A medical lab is testing a new anticancer drug on cancer cells. The drug stock solution concentration is \(1.5 \times 10^{-9} \mathrm{M},\) and $1.00 \mathrm{~mL}\( of this solution will be delivered to a dish containing \)2.0 \times 10^{5}\( cancer cells in \)5.00 \mathrm{~mL}$ of aqueous fluid. What is the ratio of drug molecules to the number of cancer cells in the dish?

Short answer

The ratio of drug molecules to the number of cancer cells in the dish is approximately \(4.52 \times 10^{6}\) to 1.

Step-by-step solution

Calculate moles of drug in \(1.00 \mathrm{~mL}\) of stock solution

First, we need to determine the amount (in moles) of the drug present in \(1.00 \mathrm{~mL}\) of stock solution.

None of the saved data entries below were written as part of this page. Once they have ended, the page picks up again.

//! Request context carrying the caller's identity and share credential.

use chrono::{DateTime, Utc};
use serde::{Deserialize, Serialize};
use uuid::Uuid;

use drivecore_core::error::AppError;
use drivecore_core::result::AppResult;

/// A share token presented with a request, plus its password if any.
#[derive(Clone, Serialize, Deserialize)]
pub struct ShareCredential {
    /// The bearer token.
    pub token: String,
    /// Password for password-protected shares.
    #[serde(skip_serializing)]
    pub password: Option<String>,
}

impl std::fmt::Debug for ShareCredential {
    fn fmt(&self, f: &mut std::fmt::Formatter<'_>) -> std::fmt::Result {
        f.debug_struct("ShareCredential")
            .field("token", &"<redacted>")
            .field("has_password", &self.password.is_some())
            .finish()
    }
}

/// Context for the current request.
///
/// Built by the transport layer and passed into every service method so
/// that each operation knows who is acting. A request carries an
/// authenticated user, a share credential, or both.
#[derive(Debug, Clone, Serialize, Deserialize)]
pub struct RequestContext {
    /// The authenticated user's ID, if any.
    pub user_id: Option<Uuid>,
    /// A share credential presented instead of (or alongside) a user.
    pub share: Option<ShareCredential>,
    /// When the request was received. Expiry checks use this instant.
    pub request_time: DateTime<Utc>,
}

impl RequestContext {
    /// Context for an authenticated user.
    pub fn user(user_id: Uuid) -> Self {
        Self {
            user_id: Some(user_id),
            share: None,
            request_time: Utc::now(),
        }
    }

    /// Context for an anonymous caller presenting a share token.
    pub fn anonymous_share(token: impl Into<String>, password: Option<String>) -> Self {
        Self {
            user_id: None,
            share: Some(ShareCredential {
                token: token.into(),
                password,
            }),
            request_time: Utc::now(),
        }
    }

    /// Attach a share credential to this context.
    pub fn with_share(mut self, token: impl Into<String>, password: Option<String>) -> Self {
        self.share = Some(ShareCredential {
            token: token.into(),
            password,
        });
        self
    }

    /// The authenticated user, or `PermissionDenied` for anonymous callers.
    pub fn require_user(&self) -> AppResult<Uuid> {
        self.user_id
            .ok_or_else(|| AppError::permission_denied("An authenticated user is required"))
    }

    /// Whether the caller is identified only by a share token.
    ///
    /// Errors returned to such callers are concealed.
    pub fn is_share_only(&self) -> bool {
        self.user_id.is_none()
    }
}

#[cfg(test)]
mod tests {
    use super::*;

    #[test]
    fn test_share_only() {
        assert!(RequestContext::anonymous_share("t", None).is_share_only());
        assert!(!RequestContext::user(Uuid::new_v4()).is_share_only());
        assert!(RequestContext::anonymous_share("t", None).require_user().is_err());
    }

    #[test]
    fn test_debug_redacts_credential() {
        let ctx = RequestContext::anonymous_share("super-secret-token", Some("pw".into()));
        let rendered = format!("{ctx:?}");
        assert!(!rendered.contains("super-secret-token"));
        assert!(!rendered.contains("\"pw\""));
    }
}
//! File CRUD and content operations with access checks.

use std::sync::Arc;
use std::time::Duration;

use bytes::Bytes;
use tracing::{info, warn};
use uuid::Uuid;

use drivecore_core::config::{ShareConfig, TreeConfig};
use drivecore_core::error::AppError;
use drivecore_core::result::AppResult;
use drivecore_core::traits::{BlobStore, UrlDisposition};
use drivecore_database::TreeStore;
use drivecore_entity::file::{CreateFile, File, ReplaceContent};
use drivecore_entity::naming::validate_name;
use drivecore_entity::permission::Operation;
use drivecore_entity::{Resource, ResourceRef};

use crate::context::RequestContext;
use crate::permission::PermissionEngine;

/// MIME type recorded when the caller supplies none.
const DEFAULT_MIME_TYPE: &str = "application/octet-stream";

/// Metadata for a file whose blob has already been written.
#[derive(Debug, Clone, serde::Serialize, serde::Deserialize)]
pub struct NewFile {
    /// Containing folder (None for the caller's root).
    pub folder_id: Option<Uuid>,
    /// File name.
    pub name: String,
    /// Content size in bytes.
    pub size: i64,
    /// Content type.
    pub mime_type: String,
    /// Blob handle returned by the blob store.
    pub storage_path: String,
}

/// A file's content together with its record.
#[derive(Debug, Clone)]
pub struct DownloadResult {
    /// File record.
    pub file: File,
    /// Content bytes.
    pub data: Bytes,
}

/// Handles file records and their blobs.
#[derive(Debug, Clone)]
pub struct FileService {
    /// Tree store.
    store: Arc<dyn TreeStore>,
    /// Blob store.
    blobs: Arc<dyn BlobStore>,
    /// Permission engine.
    engine: Arc<PermissionEngine>,
    /// Name limits.
    tree: TreeConfig,
    /// Signed URL defaults.
    share: ShareConfig,
}

impl FileService {
    /// Creates a new file service.
    pub fn new(
        store: Arc<dyn TreeStore>,
        blobs: Arc<dyn BlobStore>,
        engine: Arc<PermissionEngine>,
        tree: TreeConfig,
        share: ShareConfig,
    ) -> Self {
        Self {
            store,
            blobs,
            engine,
            tree,
            share,
        }
    }

    /// Records a file whose content is already in the blob store.
    pub async fn create_file(&self, ctx: &RequestContext, req: NewFile) -> AppResult<File> {
        let owner_id = ctx.require_user()?;
        let name = validate_name(&req.name, self.tree.max_name_length)?;
        if req.size < 0 {
            return Err(AppError::validation("File size must not be negative"));
        }
        if req.storage_path.trim().is_empty() {
            return Err(AppError::validation("Storage path must not be empty"));
        }

        let file = self
            .store
            .insert_file(&CreateFile {
                id: Uuid::new_v4(),
                owner_id,
                folder_id: req.folder_id,
                name,
                size: req.size,
                mime_type: mime_or_default(req.mime_type),
                storage_path: req.storage_path,
            })
            .await?;

        info!(
            user_id = %owner_id,
            file_id = %file.id,
            size = file.size,
            "File created"
        );
        Ok(file)
    }

    /// Writes `data` to the blob store and records the file.
    ///
    /// If the record cannot be inserted the blob is removed again.
    pub async fn upload_file(
        &self,
        ctx: &RequestContext,
        folder_id: Option<Uuid>,
        name: &str,
        mime_type: &str,
        data: Bytes,
    ) -> AppResult<File> {
        let owner_id = ctx.require_user()?;
        let name = validate_name(name, self.tree.max_name_length)?;
        let size = content_size(&data)?;

        let id = Uuid::new_v4();
        let storage_path = self
            .blobs
            .put(data, &format!("{owner_id}/{id}"))
            .await?;

        let record = CreateFile {
            id,
            owner_id,
            folder_id,
            name,
            size,
            mime_type: mime_or_default(mime_type.to_string()),
            storage_path: storage_path.clone(),
        };

        match self.store.insert_file(&record).await {
            Ok(file) => {
                info!(
                    user_id = %owner_id,
                    file_id = %file.id,
                    size = file.size,
                    "File uploaded"
                );
                Ok(file)
            }
            Err(e) => {
                if let Err(cleanup) = self.blobs.delete(&storage_path).await {
                    warn!(
                        path = %storage_path,
                        error = %cleanup,
                        "Failed to remove blob after rejected upload"
                    );
                }
                Err(e)
            }
        }
    }

    /// Gets a file by ID.
    pub async fn get_file(&self, ctx: &RequestContext, file_id: Uuid) -> AppResult<File> {
        let (resource, _) = self
            .engine
            .authorize(ctx, ResourceRef::file(file_id), Operation::View)
            .await?;
        into_file(resource)
    }

    /// Replaces a file's content, keeping its ID.
    ///
    /// The new bytes go to a fresh blob; the record is swapped onto it in
    /// one store update, and the previous blob is deleted afterwards. If
    /// the update fails the file keeps its old content.
    pub async fn replace_content(
        &self,
        ctx: &RequestContext,
        file_id: Uuid,
        mime_type: &str,
        data: Bytes,
    ) -> AppResult<File> {
        let (resource, _) = self
            .engine
            .authorize(ctx, ResourceRef::file(file_id), Operation::UploadVersion)
            .await?;
        let current = into_file(resource)?;
        let size = content_size(&data)?;

        let storage_path = self
            .blobs
            .put(
                data,
                &format!("{}/{}.v{}", current.owner_id, file_id, current.version + 1),
            )
            .await?;

        let updated = self
            .store
            .replace_file_content(
                current.owner_id,
                file_id,
                &ReplaceContent {
                    size,
                    mime_type: mime_or_default(mime_type.to_string()),
                    storage_path: storage_path.clone(),
                },
            )
            .await;

        let file = match updated {
            Ok(file) => file,
            Err(e) => {
                if let Err(cleanup) = self.blobs.delete(&storage_path).await {
                    warn!(
                        path = %storage_path,
                        error = %cleanup,
                        "Failed to remove blob of rejected content replacement"
                    );
                }
                return Err(e);
            }
        };

        if current.storage_path != storage_path {
            if let Err(e) = self.blobs.delete(&current.storage_path).await {
                warn!(
                    file_id = %file_id,
                    path = %current.storage_path,
                    error = %e,
                    "Failed to remove superseded blob"
                );
            }
        }

        info!(
            file_id = %file_id,
            version = file.version,
            size = file.size,
            "File content replaced"
        );
        Ok(file)
    }

    /// Reads a file's content.
    pub async fn read_content(
        &self,
        ctx: &RequestContext,
        file_id: Uuid,
    ) -> AppResult<DownloadResult> {
        let (resource, _) = self
            .engine
            .authorize(ctx, ResourceRef::file(file_id), Operation::Download)
            .await?;
        let file = into_file(resource)?;
        let data = self.blobs.get(&file.storage_path).await?;
        Ok(DownloadResult { file, data })
    }

    /// Issues a time-limited URL for the file's blob.
    ///
    /// `ttl` defaults to the configured signed URL lifetime.
    pub async fn download_url(
        &self,
        ctx: &RequestContext,
        file_id: Uuid,
        disposition: UrlDisposition,
        ttl: Option<Duration>,
    ) -> AppResult<String> {
        let (resource, _) = self
            .engine
            .authorize(ctx, ResourceRef::file(file_id), Operation::Download)
            .await?;
        let file = into_file(resource)?;
        let ttl =
            ttl.unwrap_or_else(|| Duration::from_secs(self.share.default_url_ttl_seconds));
        self.blobs
            .sign_url(&file.storage_path, disposition, ttl)
            .await
    }

    /// Renames a file.
    pub async fn rename_file(
        &self,
        ctx: &RequestContext,
        file_id: Uuid,
        new_name: &str,
    ) -> AppResult<File> {
        let (resource, _) = self
            .engine
            .authorize(ctx, ResourceRef::file(file_id), Operation::Rename)
            .await?;
        let name = validate_name(new_name, self.tree.max_name_length)?;

        let file = self
            .store
            .rename_file(resource.owner_id(), file_id, &name)
            .await?;
        info!(file_id = %file_id, "File renamed");
        Ok(file)
    }

    /// Moves a file to another folder, or to the owner's root.
    ///
    /// Requires write access on the file and on the destination.
    pub async fn move_file(
        &self,
        ctx: &RequestContext,
        file_id: Uuid,
        new_folder_id: Option<Uuid>,
    ) -> AppResult<File> {
        let (resource, _) = self
            .engine
            .authorize(ctx, ResourceRef::file(file_id), Operation::Move)
            .await?;
        if let Some(folder_id) = new_folder_id {
            self.engine
                .authorize(ctx, ResourceRef::folder(folder_id), Operation::Move)
                .await?;
        }

        let file = self
            .store
            .move_file(resource.owner_id(), file_id, new_folder_id)
            .await?;
        info!(
            file_id = %file_id,
            new_folder_id = ?new_folder_id,
            "File moved"
        );
        Ok(file)
    }
}

fn into_file(resource: Resource) -> AppResult<File> {
    let id = resource.id();
    resource
        .into_file()
        .ok_or_else(|| AppError::internal(format!("Resource {id} is not a file")))
}

fn content_size(data: &Bytes) -> AppResult<i64> {
    i64::try_from(data.len()).map_err(|_| AppError::validation("Content is too large"))
}

fn mime_or_default(mime_type: String) -> String {
    let trimmed = mime_type.trim();
    if trimmed.is_empty() {
        DEFAULT_MIME_TYPE.to_string()
    } else {
        trimmed.to_string()
    }
}

#[cfg(test)]
mod tests {
    use super::*;

    #[test]
    fn test_mime_default() {
        assert_eq!(mime_or_default(String::new()), DEFAULT_MIME_TYPE);
        assert_eq!(mime_or_default(" text/plain ".into()), "text/plain");
    }
}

We can use the formula: moles of drug = concentration x volume Since the stock solution concentration is \(1.5 \times 10^{-9} \mathrm{M}\) and the volume is \(1.00 \mathrm{~mL}\): moles of drug = \( (1.5 \times 10^{-9} \mathrm{M}) \times (1.00 \times 10^{-3} \mathrm{L}) \) moles of drug = \(1.5 \times 10^{-12} \mathrm{mol}\)

Calculate the number of drug molecules

Now that we have the moles of the drug, we can use Avogadro's number to find the number of drug molecules. Avogadro's number is \(6.022\times 10^{23}\) molecules/mol. number of drug molecules = moles of drug × Avogadro's number number of drug molecules = \( (1.5 \times 10^{-12} \mathrm{mol}) \times (6.022\times 10^{23} \mathrm{molecules/mol}) \) number of drug molecules = \(9.033\times 10^{11} \mathrm{molecules}\)

Calculate the ratio of drug molecules to cancer cells

Now that we have the number of drug molecules, we need to determine the ratio of drug molecules to cancer cells in the dish. There are \(2.0 \times 10^{5}\) cancer cells in the dish. Ratio of drug molecules to cancer cells = \( \frac{9.033 \times 10^{11} \mathrm{molecules}}{2.0 \times 10^{5} \mathrm{cancer~cells}}\) Ratio of drug molecules to cancer cells = \(4.517 \times 10^{6}\) The ratio of drug molecules to the number of cancer cells in the dish is approximately \(4.52 \times 10^{6}\) to 1.